Source data:
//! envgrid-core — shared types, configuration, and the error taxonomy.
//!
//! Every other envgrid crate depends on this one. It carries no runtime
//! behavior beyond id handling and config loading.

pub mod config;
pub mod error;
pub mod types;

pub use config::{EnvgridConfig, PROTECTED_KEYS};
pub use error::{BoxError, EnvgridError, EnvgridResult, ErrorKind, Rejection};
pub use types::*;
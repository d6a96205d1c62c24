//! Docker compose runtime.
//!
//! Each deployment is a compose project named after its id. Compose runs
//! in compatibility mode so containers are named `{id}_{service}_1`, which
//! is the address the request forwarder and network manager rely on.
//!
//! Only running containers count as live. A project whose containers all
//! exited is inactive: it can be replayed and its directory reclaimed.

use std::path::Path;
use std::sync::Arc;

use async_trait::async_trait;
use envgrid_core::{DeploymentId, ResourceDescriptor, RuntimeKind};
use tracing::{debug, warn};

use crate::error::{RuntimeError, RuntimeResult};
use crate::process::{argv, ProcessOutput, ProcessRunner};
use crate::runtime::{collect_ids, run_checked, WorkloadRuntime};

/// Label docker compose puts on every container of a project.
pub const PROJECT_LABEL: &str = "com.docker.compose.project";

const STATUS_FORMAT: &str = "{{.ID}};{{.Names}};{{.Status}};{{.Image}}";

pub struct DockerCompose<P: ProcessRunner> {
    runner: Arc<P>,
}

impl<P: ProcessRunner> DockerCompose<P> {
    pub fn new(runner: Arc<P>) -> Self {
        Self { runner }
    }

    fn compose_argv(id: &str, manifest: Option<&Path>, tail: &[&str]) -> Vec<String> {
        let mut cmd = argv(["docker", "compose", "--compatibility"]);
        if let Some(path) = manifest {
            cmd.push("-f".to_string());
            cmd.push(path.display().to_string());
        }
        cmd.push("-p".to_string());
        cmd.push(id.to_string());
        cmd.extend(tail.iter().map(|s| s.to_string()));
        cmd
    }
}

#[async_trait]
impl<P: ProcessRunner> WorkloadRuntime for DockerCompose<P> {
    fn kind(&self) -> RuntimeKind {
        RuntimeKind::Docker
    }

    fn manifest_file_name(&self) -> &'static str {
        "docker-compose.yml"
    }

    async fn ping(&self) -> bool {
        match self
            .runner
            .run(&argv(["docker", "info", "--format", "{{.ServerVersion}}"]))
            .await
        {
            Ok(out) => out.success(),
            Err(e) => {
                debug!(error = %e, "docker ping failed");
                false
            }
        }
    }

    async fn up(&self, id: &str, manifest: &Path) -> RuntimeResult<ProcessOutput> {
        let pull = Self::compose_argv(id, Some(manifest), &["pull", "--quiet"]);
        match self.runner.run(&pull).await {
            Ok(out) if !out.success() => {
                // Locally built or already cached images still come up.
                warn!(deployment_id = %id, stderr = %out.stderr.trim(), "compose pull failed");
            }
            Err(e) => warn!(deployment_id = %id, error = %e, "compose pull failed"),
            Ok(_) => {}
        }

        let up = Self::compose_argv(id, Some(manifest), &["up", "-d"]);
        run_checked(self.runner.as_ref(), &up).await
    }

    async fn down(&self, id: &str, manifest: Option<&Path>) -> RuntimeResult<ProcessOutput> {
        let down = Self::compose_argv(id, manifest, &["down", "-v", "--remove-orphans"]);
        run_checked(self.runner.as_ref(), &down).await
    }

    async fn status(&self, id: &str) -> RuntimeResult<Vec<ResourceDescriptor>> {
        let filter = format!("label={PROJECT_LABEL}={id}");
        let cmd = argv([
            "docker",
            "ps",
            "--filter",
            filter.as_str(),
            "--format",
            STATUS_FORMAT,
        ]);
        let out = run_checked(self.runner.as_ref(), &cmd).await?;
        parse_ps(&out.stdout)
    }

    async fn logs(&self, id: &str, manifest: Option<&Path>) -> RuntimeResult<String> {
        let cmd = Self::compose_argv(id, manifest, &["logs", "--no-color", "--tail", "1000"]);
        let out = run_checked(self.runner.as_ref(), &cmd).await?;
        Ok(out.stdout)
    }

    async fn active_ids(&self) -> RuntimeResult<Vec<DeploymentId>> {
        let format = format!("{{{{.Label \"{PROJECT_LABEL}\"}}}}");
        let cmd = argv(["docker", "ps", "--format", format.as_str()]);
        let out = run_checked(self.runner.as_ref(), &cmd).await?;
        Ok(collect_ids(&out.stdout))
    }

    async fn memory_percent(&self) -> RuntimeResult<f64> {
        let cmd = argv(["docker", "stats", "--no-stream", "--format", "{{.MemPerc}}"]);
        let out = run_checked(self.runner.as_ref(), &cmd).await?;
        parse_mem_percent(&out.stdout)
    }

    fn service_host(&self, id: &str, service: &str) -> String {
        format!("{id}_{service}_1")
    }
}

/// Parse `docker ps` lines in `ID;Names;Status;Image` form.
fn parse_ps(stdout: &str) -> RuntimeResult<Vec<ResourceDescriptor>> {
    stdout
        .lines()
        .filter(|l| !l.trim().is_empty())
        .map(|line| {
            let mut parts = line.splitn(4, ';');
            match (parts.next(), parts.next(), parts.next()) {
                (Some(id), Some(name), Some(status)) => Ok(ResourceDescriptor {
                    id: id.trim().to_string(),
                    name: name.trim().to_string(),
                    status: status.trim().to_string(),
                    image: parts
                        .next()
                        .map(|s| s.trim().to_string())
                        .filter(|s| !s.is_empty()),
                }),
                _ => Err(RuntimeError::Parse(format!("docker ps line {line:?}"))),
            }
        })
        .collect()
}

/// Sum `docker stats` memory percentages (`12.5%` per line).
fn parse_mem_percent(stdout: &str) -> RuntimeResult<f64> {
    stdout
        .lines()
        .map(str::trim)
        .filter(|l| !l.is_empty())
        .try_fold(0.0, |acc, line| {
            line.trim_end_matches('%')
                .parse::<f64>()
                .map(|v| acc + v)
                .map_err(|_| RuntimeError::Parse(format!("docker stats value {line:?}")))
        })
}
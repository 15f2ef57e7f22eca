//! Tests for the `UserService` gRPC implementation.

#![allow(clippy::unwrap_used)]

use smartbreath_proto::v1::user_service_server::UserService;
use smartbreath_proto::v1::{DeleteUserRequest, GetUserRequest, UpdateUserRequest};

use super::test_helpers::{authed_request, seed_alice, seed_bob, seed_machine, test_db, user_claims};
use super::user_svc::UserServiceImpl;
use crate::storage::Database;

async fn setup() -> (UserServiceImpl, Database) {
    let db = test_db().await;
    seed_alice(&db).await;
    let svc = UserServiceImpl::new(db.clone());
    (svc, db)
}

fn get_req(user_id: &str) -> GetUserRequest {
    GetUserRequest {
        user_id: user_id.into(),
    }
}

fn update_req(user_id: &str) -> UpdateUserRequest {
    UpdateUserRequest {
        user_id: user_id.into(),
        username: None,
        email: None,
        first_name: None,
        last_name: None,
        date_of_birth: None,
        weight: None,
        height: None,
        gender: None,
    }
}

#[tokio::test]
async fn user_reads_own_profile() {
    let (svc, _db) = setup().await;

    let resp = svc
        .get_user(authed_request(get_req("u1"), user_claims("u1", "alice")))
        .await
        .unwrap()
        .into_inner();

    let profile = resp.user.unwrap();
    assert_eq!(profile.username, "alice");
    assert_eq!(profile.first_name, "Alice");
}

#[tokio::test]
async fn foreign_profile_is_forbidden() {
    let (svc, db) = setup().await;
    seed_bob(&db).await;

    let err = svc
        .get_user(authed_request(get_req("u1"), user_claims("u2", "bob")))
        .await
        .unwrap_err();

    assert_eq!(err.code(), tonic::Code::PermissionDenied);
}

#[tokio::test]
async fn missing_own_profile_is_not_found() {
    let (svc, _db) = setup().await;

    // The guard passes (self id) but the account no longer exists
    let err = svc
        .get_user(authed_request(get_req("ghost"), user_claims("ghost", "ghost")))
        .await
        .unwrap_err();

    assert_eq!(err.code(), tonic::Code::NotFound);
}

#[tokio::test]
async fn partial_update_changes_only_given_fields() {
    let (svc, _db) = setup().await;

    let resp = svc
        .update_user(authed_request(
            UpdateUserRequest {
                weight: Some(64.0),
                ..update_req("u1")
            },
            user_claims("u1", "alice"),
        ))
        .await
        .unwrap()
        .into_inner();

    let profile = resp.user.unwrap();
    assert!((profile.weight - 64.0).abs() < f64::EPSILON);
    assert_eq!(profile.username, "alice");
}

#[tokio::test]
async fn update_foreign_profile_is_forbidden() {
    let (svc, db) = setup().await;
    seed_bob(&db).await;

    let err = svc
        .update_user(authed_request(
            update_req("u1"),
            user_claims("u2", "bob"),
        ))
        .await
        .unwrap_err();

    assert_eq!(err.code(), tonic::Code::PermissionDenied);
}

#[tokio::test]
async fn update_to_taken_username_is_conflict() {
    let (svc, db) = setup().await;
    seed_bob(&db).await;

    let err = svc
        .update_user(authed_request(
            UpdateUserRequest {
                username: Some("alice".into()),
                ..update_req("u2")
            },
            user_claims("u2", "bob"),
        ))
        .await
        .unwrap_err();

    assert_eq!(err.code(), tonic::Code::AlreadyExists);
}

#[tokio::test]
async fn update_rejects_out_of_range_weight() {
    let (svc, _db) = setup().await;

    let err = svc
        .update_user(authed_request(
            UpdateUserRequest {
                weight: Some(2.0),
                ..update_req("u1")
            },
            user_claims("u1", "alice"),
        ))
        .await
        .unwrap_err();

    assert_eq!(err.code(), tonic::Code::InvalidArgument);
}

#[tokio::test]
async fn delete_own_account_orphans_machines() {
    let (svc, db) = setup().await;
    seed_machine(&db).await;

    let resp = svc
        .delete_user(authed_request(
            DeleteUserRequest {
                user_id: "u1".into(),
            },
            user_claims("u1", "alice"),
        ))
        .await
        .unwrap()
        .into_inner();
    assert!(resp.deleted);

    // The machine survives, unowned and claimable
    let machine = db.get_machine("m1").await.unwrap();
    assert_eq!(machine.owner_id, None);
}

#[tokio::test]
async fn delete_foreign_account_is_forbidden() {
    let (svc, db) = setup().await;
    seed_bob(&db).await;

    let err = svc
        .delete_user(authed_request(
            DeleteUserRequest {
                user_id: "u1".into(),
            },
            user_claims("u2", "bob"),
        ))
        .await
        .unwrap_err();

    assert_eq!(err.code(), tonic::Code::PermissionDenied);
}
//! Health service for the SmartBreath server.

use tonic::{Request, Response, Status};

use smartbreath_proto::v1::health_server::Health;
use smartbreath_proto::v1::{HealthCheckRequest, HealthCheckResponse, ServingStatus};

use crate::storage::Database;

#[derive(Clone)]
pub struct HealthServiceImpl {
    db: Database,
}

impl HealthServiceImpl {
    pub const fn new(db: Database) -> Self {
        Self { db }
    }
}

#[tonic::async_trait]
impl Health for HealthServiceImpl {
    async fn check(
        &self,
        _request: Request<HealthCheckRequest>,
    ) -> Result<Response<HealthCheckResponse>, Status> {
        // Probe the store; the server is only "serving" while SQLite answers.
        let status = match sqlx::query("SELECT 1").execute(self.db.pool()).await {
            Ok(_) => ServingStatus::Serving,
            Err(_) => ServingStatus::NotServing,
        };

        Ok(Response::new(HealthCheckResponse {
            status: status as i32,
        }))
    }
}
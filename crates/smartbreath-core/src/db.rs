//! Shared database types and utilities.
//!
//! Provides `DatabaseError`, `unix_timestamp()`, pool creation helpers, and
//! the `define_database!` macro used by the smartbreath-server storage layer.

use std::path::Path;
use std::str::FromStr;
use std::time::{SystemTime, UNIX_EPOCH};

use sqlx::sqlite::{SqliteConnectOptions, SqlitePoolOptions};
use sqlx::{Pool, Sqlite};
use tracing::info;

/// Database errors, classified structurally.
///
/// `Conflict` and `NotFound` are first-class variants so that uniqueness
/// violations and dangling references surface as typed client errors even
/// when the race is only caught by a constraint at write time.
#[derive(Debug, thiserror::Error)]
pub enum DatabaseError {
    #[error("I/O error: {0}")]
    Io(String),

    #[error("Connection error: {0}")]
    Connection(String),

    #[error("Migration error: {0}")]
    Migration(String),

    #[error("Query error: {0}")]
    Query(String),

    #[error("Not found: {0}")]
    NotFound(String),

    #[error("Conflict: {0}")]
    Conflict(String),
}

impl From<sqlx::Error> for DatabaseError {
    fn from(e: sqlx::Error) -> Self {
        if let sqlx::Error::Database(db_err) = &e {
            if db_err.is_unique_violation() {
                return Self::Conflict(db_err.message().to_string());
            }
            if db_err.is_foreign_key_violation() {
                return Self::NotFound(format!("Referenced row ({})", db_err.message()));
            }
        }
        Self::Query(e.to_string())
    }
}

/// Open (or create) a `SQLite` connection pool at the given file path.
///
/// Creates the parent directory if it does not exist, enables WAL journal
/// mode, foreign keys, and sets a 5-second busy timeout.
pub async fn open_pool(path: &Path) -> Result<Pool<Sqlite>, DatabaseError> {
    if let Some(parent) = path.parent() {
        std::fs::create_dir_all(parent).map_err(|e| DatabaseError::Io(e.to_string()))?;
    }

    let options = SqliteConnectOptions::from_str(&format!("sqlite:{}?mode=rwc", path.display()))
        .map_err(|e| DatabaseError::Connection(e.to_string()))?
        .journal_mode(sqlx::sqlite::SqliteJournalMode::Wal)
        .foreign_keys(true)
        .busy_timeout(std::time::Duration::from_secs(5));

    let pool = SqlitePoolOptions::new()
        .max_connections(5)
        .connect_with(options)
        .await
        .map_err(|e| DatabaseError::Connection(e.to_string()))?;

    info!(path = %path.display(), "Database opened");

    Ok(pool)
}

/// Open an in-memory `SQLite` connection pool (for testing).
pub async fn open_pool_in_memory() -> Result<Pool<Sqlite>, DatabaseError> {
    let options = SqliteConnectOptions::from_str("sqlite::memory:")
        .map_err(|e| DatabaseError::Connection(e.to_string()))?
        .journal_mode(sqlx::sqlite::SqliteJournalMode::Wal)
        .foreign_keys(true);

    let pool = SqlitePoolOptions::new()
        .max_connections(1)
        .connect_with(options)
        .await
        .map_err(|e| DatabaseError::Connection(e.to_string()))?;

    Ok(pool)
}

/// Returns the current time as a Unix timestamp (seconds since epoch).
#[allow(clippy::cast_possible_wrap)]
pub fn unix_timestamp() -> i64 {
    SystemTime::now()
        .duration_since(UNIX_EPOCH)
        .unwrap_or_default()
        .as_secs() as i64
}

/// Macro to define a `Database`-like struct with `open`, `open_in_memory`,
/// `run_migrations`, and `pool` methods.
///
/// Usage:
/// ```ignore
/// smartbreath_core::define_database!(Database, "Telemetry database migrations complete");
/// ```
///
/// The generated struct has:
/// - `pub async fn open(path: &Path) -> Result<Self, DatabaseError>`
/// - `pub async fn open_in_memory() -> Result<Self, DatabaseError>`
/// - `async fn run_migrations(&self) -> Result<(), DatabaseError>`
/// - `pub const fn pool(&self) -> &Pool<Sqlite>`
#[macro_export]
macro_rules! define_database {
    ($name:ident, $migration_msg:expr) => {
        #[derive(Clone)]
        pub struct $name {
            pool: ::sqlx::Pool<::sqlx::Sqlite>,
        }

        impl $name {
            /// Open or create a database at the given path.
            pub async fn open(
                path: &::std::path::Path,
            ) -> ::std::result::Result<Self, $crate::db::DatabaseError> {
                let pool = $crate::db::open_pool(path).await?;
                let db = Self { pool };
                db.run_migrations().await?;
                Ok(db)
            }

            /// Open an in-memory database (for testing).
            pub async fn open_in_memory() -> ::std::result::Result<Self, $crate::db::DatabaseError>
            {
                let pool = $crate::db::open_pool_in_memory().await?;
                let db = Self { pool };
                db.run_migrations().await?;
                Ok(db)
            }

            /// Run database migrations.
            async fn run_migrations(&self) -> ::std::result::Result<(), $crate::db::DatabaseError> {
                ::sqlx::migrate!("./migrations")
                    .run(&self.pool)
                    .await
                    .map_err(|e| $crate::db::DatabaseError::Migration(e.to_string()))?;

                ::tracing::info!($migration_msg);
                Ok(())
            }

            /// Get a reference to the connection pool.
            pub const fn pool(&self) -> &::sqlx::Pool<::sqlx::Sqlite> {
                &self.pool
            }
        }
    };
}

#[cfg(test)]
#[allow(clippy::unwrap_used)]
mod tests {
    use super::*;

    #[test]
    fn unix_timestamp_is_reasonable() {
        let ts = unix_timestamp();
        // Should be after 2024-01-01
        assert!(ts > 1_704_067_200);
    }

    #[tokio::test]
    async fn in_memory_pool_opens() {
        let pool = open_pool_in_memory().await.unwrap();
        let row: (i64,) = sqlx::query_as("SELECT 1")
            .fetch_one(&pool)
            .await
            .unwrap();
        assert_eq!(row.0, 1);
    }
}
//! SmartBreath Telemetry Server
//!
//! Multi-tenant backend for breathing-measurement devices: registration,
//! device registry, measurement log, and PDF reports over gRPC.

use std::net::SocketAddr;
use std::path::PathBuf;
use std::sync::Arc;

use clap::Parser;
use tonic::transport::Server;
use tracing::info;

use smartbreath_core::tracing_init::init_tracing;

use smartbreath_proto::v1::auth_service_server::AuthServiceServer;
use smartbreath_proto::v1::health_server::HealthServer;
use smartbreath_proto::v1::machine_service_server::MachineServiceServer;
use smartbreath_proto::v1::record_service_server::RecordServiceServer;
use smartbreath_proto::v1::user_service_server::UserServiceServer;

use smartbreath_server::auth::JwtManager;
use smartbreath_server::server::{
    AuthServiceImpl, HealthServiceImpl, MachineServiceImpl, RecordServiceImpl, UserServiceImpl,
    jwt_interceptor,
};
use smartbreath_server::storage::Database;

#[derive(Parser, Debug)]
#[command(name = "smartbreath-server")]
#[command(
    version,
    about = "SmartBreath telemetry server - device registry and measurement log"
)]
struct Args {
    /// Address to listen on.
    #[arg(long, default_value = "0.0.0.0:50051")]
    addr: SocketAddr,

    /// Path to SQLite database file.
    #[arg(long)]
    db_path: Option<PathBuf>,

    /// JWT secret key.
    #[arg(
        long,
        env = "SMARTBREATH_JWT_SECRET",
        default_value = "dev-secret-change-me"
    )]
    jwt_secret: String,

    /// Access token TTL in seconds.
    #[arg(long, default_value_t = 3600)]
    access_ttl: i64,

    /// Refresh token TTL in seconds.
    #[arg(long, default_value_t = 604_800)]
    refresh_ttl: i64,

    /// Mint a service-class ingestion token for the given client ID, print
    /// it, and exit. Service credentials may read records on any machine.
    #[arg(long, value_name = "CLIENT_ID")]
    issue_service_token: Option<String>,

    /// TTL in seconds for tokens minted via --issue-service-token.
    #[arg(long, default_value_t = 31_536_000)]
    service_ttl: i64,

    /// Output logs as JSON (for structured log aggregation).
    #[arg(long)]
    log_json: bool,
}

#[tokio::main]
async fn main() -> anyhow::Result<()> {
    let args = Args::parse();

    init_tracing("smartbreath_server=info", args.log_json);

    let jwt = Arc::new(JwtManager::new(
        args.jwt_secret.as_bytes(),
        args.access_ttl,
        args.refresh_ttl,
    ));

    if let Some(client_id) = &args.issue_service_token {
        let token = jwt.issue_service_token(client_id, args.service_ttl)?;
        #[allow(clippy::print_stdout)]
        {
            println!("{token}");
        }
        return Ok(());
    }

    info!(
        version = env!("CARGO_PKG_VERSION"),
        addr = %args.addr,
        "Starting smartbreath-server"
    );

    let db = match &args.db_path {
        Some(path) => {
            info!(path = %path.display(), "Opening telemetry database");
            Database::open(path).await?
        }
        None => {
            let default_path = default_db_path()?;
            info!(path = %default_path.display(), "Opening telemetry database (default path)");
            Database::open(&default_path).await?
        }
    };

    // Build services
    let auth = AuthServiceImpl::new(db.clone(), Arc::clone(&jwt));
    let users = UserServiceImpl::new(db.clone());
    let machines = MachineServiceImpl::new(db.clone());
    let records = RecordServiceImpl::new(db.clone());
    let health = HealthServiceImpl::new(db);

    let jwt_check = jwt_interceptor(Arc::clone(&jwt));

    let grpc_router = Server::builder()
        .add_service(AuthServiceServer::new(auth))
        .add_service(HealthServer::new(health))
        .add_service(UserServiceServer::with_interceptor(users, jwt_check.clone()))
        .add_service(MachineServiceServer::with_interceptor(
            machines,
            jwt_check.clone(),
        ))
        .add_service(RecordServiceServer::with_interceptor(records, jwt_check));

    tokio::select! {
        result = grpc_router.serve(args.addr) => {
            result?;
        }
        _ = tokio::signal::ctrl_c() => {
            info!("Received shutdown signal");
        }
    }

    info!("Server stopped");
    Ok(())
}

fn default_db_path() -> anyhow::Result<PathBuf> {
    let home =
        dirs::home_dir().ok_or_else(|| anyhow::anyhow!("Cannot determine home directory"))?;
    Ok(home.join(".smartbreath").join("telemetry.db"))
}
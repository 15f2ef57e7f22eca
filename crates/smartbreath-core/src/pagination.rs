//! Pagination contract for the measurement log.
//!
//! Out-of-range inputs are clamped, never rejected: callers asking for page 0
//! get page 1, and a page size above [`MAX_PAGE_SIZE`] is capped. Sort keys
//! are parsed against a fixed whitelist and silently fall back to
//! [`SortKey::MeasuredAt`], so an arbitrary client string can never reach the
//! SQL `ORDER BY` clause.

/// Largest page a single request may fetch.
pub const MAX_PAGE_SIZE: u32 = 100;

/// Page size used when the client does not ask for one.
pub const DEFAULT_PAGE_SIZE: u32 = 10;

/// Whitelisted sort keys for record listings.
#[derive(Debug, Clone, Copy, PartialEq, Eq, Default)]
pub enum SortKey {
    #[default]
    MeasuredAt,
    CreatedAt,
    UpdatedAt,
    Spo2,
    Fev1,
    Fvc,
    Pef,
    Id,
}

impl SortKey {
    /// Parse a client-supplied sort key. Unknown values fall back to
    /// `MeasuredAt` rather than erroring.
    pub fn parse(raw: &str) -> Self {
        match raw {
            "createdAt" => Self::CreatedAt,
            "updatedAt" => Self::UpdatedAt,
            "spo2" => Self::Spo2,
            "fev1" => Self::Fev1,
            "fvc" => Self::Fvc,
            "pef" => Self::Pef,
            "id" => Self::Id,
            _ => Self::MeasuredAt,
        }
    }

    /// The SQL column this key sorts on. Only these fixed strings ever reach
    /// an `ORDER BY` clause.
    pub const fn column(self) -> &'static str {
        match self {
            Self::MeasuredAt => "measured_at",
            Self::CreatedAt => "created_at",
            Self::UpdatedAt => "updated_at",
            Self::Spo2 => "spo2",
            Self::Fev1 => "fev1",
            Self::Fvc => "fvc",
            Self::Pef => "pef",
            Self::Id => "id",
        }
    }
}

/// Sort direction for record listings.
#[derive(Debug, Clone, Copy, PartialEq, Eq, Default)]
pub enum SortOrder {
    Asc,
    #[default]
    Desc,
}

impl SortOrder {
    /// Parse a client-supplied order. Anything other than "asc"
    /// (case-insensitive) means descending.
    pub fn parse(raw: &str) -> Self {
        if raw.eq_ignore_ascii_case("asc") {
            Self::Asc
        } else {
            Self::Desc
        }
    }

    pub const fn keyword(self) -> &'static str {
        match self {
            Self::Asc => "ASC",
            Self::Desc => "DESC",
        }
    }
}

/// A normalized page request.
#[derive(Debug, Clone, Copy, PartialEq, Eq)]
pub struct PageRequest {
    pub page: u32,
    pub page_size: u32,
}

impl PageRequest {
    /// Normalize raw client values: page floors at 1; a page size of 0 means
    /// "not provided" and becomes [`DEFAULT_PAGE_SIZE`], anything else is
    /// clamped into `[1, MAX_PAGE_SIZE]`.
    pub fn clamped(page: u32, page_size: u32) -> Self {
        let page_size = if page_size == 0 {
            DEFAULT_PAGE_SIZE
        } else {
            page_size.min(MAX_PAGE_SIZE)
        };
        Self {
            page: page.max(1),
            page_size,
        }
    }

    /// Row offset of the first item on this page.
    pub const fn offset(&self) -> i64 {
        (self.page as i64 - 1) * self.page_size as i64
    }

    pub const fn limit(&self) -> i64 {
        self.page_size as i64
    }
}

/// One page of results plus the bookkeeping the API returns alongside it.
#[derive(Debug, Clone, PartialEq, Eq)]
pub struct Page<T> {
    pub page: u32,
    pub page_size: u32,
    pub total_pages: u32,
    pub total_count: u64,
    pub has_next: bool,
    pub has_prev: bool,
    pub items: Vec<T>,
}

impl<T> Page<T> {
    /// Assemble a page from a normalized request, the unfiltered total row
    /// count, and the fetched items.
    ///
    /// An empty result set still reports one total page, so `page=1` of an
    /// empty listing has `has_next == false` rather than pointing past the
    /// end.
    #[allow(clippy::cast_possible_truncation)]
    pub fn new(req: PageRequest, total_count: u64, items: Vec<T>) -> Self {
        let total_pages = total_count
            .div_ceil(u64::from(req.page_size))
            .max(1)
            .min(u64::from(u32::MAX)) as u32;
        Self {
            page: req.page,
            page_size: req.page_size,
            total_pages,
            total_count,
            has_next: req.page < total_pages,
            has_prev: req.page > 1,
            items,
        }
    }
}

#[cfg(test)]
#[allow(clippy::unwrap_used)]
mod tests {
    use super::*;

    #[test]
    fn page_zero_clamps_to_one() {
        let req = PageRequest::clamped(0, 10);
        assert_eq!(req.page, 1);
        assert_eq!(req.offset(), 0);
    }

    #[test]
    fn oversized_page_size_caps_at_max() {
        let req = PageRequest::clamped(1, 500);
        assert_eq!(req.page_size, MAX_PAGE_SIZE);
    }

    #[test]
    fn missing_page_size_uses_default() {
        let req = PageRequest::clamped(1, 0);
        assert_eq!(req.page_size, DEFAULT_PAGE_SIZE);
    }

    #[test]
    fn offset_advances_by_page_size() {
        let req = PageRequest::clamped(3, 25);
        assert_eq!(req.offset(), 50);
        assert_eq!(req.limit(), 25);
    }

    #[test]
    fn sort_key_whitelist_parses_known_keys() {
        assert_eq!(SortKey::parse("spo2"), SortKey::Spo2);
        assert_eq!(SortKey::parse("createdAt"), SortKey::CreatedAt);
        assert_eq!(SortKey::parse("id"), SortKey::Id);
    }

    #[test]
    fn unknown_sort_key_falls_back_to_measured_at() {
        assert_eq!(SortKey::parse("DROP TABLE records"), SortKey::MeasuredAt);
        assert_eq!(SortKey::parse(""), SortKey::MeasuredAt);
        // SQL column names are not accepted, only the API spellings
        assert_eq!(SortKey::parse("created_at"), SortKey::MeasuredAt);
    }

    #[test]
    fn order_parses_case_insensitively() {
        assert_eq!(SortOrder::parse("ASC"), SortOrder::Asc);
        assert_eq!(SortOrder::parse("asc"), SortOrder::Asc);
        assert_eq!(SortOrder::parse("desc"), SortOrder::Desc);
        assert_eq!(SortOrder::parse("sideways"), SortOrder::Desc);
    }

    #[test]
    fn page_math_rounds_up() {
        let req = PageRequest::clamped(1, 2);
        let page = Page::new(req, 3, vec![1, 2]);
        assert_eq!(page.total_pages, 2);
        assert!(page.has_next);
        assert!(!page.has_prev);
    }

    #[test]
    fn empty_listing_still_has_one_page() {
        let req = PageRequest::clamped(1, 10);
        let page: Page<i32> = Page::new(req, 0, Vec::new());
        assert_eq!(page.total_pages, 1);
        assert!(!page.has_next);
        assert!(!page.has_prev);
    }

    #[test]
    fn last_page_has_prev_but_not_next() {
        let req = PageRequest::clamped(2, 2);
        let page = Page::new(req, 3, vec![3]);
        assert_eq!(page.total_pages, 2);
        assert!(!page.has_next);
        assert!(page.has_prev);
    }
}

Your objective ▸ Starting at the first line of the records, print each line exactly, stopping after the line that contains "use async_trait::async_trait;".

The completed task ▸
//! envgrid-core — shared types, configuration, and the error taxonomy.
//!
//! Every other envgrid crate depends on this one. It carries no runtime
//! behavior beyond id handling and config loading.

pub mod config;
pub mod error;
pub mod types;

pub use config::{EnvgridConfig, PROTECTED_KEYS};
pub use error::{BoxError, EnvgridError, EnvgridResult, ErrorKind, Rejection};
pub use types::*;
repository d6a96205d1c62c24
//! Docker compose runtime.
//!
//! Each deployment is a compose project named after its id. Compose runs
//! in compatibility mode so containers are named `{id}_{service}_1`, which
//! is the address the request forwarder and network manager rely on.
//!
//! Only running containers count as live. A project whose containers all
//! exited is inactive: it can be replayed and its directory reclaimed.

use std::path::Path;
use std::sync::Arc;

use async_trait::async_trait;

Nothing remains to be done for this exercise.